It's easy to see why Miller believes he is setting people free: His fans sound like the liberated. And if he critiques evangelical culture, it's always with care for evangelicals. Many evangelicals are critics of evangelical culture because they are concerned with what is being communicated to non-Christians. Miller, on the other hand, is critical of evangelical culture because he worries about what evangelicals are communicating to themselves.

In Searching for God Knows What, Miller writes about the "Four Spiritual Laws" approach to witnessing:

Millions, perhaps, have come to know Jesus through these efficient presentations of the gospel. But I did begin to wonder if there were better ways of explaining it than these pamphlets. After all, the pamphlets have been around for only the last fifty years or so (along with our formulaic presentation of the gospel), and the church has shrunk, not grown, in Western countries in which these tools have been used. But the greater trouble with these reduced ideas is that modern evangelical culture is so accustomed to this summation that it is difficult for us to see the gospel as anything other than a list of true statements with which a person must agree.

"The greater trouble" with these approaches, Miller takes pains to say, is the trouble caused evangelicals. Throughout Searching and Blue Like Jazz, especially, Miller is pastoral in his concern that evangelicals shed whatever cultural baggage might be causing confusion in their lives of faith and return to a relational understanding of God.

In one of his talks in Boston, Miller offers a parable about evangelical witness: A husband decides to woo his wife, so he takes her out to dinner and gives her a list of the things he loves about her. "All those things are true. Do you see that?" The wife nods. "Well, then, you know I love you." The wife doesn't swoon. "But everything on this list is true! If you believe the items on this list, then you should be able to accept that I love you!"

The Parable of the Foolish Husband prompts mmms and claps and knowing headshakes. Miller does not make anyone feel bad about harboring formulaic versions of God or of the gospel. He relates to feeling bad about those versions and asks, "Why don't we try another way?"

It's a truism of sales that products do well when they meet felt needs. Blue Like Jazz sold just over 20,000 copies in its first year, but word of mouth (and a seeding effort through Campus Crusade for Christ, which placed the book in packets passed out to college freshmen) moved the title slowly but surely onto the bestseller list. Greg Stielstra, vice president of marketing for Thomas Nelson Publishers, says the book is now—four years later—seeing an increase in units sold per week.

Blue Like Jazz takes its title from the notion that jazz music does not resolve, which Miller sees as a metaphor for the ambiguities of the life of faith in God. But if anything, Blue resolves its beefs with evangelicalism succinctly and consistently, with chapters that are more like the 3-minute condensations of pop rock than the lingering improvisations of jazz. The book is a tour through sites of frustration for evangelicals, especially young evangelicals. Chapter titles include "Belief," "Church," "Romance," "Community," "Money," "Worship," and "Love." On each subject, Miller begins by describing a well-known problem with slight insolence, but ends by offering, well, a resolution. In "Church," he writes, "I don't like institutionalized anything," listing beefs with churches he's attended. But within a few pages, he tells the story of his current church in Portland, Oregon, and writes, "So one of the things I had to do after God provided a church for me was to let go of any bad attitude I had against other churches I'd gone to. In the end, I was just different, you know. It wasn't that they were bad; they just didn't do it for me."

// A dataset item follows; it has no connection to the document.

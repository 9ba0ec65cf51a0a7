mod console;
mod tables;

pub use self::console::{print_banner, print_outcome, ConsoleReporter};
pub use self::tables::{print_result_summary, print_run_summary};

Miller says fans of Blue are "people who don't want to be in evangelical culture but don't want to reject it either." He gives voice to their cultural hang-ups and agrees there is a problem—Yeah, Christianity can be lame that way—but quickly suggests they move on.

Like Reading My Own Diary

Miller pledges that his writing style will change significantly with his next book, A Map of Eden, which debuts in 2008. He says he learned the most about himself from writing his most recent book, To Own a Dragon, which chronicles Miller's experience of growing up without a father and offers lessons he gleaned from a mentoring relationship with photographer John MacMurray. It is also his most focused, consistently well-written book. But Miller says that as he wrote Dragon, he found his heavily personalized writing style was not challenging anymore—it lacked the thrill of creative discovery. (He's rediscovered the thrill with a screenplay version of Blue Like Jazz, co-written with Steve Taylor and Ben Pearson. And he has plans to create a television show, set in the famed Powell's bookstore in Portland.)

To date, Miller's writing style has been casual, even lackadaisical. Most chapters in his books take the form of mini-essays, but they're more like long e-mails written to a friend than prose intended for mass consumption. Like most authors, Miller writes in a style he admires: "The books I like are the ones that get you feeling like you are with a person, hanging out with a person who is being quite vulnerable, telling you all sorts of stuff that is personal," he writes in Searching. He says he got that feeling from Anne Lamott's Traveling Mercies and credits that book with giving shape to his voice.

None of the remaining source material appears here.